Return the lines below that contain "UniformSpec".

== Segment start ==

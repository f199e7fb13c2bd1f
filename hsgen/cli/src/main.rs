//! hsgen CLI - generate typed TypeScript bindings for HubSpot portals

use std::path::PathBuf;

use clap::{ArgGroup, Parser};
use color_eyre::eyre::{Context, Result, bail};
use hsgen_lib::hubspot::DEFAULT_BASE_URL;
use hsgen_lib::{Emitter, GeneratorConfig, GeneratorOptions, PortalConfig};
use tracing_subscriber::{filter::EnvFilter, fmt, layer::SubscriberExt, util::SubscriberInitExt};

#[derive(Parser)]
#[command(name = "hsgen", version)]
#[command(about = "Generate typed TypeScript bindings from HubSpot CRM schemas", long_about = None)]
#[command(group(ArgGroup::new("source").required(true).args(["token", "config"])))]
struct Cli {
    /// Private app token for a single portal (writes one combined file)
    #[arg(long, requires = "path", conflicts_with = "config")]
    token: Option<String>,

    /// Output file for single-portal mode
    #[arg(long, value_name = "FILE")]
    path: Option<PathBuf>,

    /// JSON config listing several portals (writes client, shared and per-portal files)
    #[arg(long, value_name = "FILE")]
    config: Option<PathBuf>,

    /// Snapshot name for the single portal
    #[arg(long, default_value = "portal")]
    name: String,

    /// Directory holding `<portal>_api.json` snapshots; existing ones are used instead of the API
    #[arg(long, value_name = "DIR")]
    cache_dir: Option<PathBuf>,

    /// Save a snapshot after fetching from the API (needs --cache-dir)
    #[arg(long)]
    write_cache: bool,

    /// Suffix appended to every generated interface name (e.g. "Props")
    #[arg(long, value_name = "SUFFIX")]
    interface_suffix: Option<String>,

    #[arg(long, hide = true, default_value = DEFAULT_BASE_URL)]
    base_url: String,

    /// Increase verbosity (-v, -vv, -vvv)
    #[arg(short = 'v', action = clap::ArgAction::Count)]
    log_verbosity: u8,

    /// Output logs as JSON
    #[arg(long)]
    json: bool,
}

impl Cli {
    fn options(&self) -> GeneratorOptions {
        let mut options = GeneratorOptions::new()
            .base_url(self.base_url.as_str())
            .write_cache(self.write_cache);
        if let Some(dir) = &self.cache_dir {
            options = options.cache_dir(dir);
        }
        if let Some(suffix) = &self.interface_suffix {
            options = options.interface_suffix(suffix.as_str());
        }
        options
    }
}

/// Initialize tracing subscriber based on verbosity and output format
fn init_tracing(verbose: u8, json: bool) {
    let base_filter = match std::env::var("RUST_LOG") {
        Ok(filter) => filter,
        Err(_) => match verbose {
            0 => "warn".to_string(),
            1 => "warn,hsgen_lib=info".to_string(),
            2 => "info,hsgen_lib=debug".to_string(),
            _ => "debug,hsgen_lib=trace".to_string(),
        },
    };

    let filter = EnvFilter::try_new(&base_filter).unwrap_or_else(|_| EnvFilter::new("warn"));

    if json {
        tracing_subscriber::registry()
            .with(filter)
            .with(fmt::layer().json().with_writer(std::io::stderr))
            .init();
    } else {
        tracing_subscriber::registry()
            .with(filter)
            .with(
                fmt::layer()
                    .with_target(true)
                    .with_level(true)
                    .with_file(verbose >= 3)
                    .with_line_number(verbose >= 3)
                    .with_writer(std::io::stderr)
                    .compact(),
            )
            .init();
    }
}

#[tokio::main]
async fn main() -> Result<()> {
    color_eyre::install()?;

    let cli = Cli::parse();
    init_tracing(cli.log_verbosity, cli.json);

    let options = cli.options();
    let emitter = Emitter::default();

    println!("Starting code generation");

    let written = match (&cli.config, &cli.token, &cli.path) {
        (Some(config_path), _, _) => {
            let config = GeneratorConfig::from_path(config_path)
                .wrap_err_with(|| format!("Failed to load config {}", config_path.display()))?;
            let options = config.options(options);
            tracing::info!(portals = config.schemas.len(), "Generating multi-portal client");

            hsgen_lib::generate_multi(&config, &options, &emitter)
                .await
                .wrap_err("Code generation failed")?
        }
        (None, Some(token), Some(path)) => {
            let portal = PortalConfig::new(cli.name.as_str(), token.as_str());
            tracing::info!(portal = %portal.name, "Generating single-portal client");

            let path = hsgen_lib::generate_single(&portal, path, &options, &emitter)
                .await
                .wrap_err("Code generation failed")?;
            vec![path]
        }
        _ => bail!("either --config or --token with --path is required"),
    };

    for path in &written {
        println!("Wrote {}", path.display());
    }
    println!("Code generation complete");

    Ok(())
}
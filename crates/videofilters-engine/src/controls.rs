//! Uniform sliders bound to a shader session.
//!
//! Pure state: the popup renders it, feeds user input in, and forwards the
//! returned [`UniformUpdate`] to the page as one `UpdateUniform` command.

use crate::uniforms::{UniformSchema, UniformSpec};

/// Slider granularity for every uniform.
pub const SLIDER_STEP: f64 = 0.1;

/// One value change to send to the session. Never more than one per input.
#[derive(Debug, Clone, PartialEq)]
pub struct UniformUpdate {
    pub name: String,
    pub value: f64,
}

#[derive(Debug, Clone, PartialEq)]
pub struct UniformControl {
    pub spec: UniformSpec,
    pub value: f64,
    pub enabled: bool,
}

impl UniformControl {
    fn new(spec: UniformSpec) -> Self {
        let value = spec.default;
        Self { spec, value, enabled: false }
    }

    pub fn label(&self) -> &str {
        &self.spec.label
    }

    /// Numeric readout next to the slider.
    pub fn readout(&self) -> String {
        format!("{:.1}", self.value)
    }

    pub fn can_reset(&self) -> bool {
        self.enabled && self.value != self.spec.default
    }
}

#[derive(Debug, Clone, PartialEq)]
pub struct ControlPanel {
    shader_id: String,
    controls: Vec<UniformControl>,
    active: bool,
}

impl ControlPanel {
    /// One disabled control per schema uniform, at its default.
    pub fn new(shader_id: impl Into<String>, schema: &UniformSchema) -> Self {
        Self {
            shader_id: shader_id.into(),
            controls: schema.uniforms.iter().cloned().map(UniformControl::new).collect(),
            active: false,
        }
    }

    pub fn shader_id(&self) -> &str {
        &self.shader_id
    }

    pub fn controls(&self) -> &[UniformControl] {
        &self.controls
    }

    pub fn control(&self, name: &str) -> Option<&UniformControl> {
        self.controls.iter().find(|c| c.spec.name == name)
    }

    pub fn is_active(&self) -> bool {
        self.active
    }

    pub fn uniform_names(&self) -> Vec<String> {
        self.controls.iter().map(|c| c.spec.name.clone()).collect()
    }

    pub fn specs(&self) -> Vec<UniformSpec> {
        self.controls.iter().map(|c| c.spec.clone()).collect()
    }

    /// Element id of the slider for `name`.
    pub fn element_id(&self, name: &str) -> String {
        format!("slider-{}-{}", self.shader_id, name)
    }

    /// Session just started: enable every control.
    pub fn activate(&mut self) {
        self.active = true;
        for c in &mut self.controls {
            c.enabled = true;
        }
    }

    /// Session already running on the page: enable and adopt its values.
    pub fn activate_with(&mut self, values: &[(String, f64)]) {
        self.activate();
        for (name, v) in values {
            if let Some(c) = self.controls.iter_mut().find(|c| &c.spec.name == name) {
                c.value = c.spec.clamp(*v);
            }
        }
    }

    /// Session gone: back to defaults, disabled.
    pub fn deactivate(&mut self) {
        self.active = false;
        for c in &mut self.controls {
            c.value = c.spec.default;
            c.enabled = false;
        }
    }

    /// Slider moved. `None` while disabled or for unknown names.
    pub fn input(&mut self, name: &str, value: f64) -> Option<UniformUpdate> {
        if !value.is_finite() {
            return None;
        }
        let c = self.controls.iter_mut().find(|c| c.spec.name == name && c.enabled)?;
        c.value = c.spec.clamp(value);
        Some(UniformUpdate { name: c.spec.name.clone(), value: c.value })
    }

    pub fn reset(&mut self, name: &str) -> Option<UniformUpdate> {
        let c = self.controls.iter_mut().find(|c| c.spec.name == name && c.enabled)?;
        c.value = c.spec.default;
        Some(UniformUpdate { name: c.spec.name.clone(), value: c.value })
    }
}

== Segment end ==

**Exercise output:**
use crate::uniforms::{UniformSchema, UniformSpec};
    pub spec: UniformSpec,
    fn new(spec: UniformSpec) -> Self {
    pub fn specs(&self) -> Vec<UniformSpec> {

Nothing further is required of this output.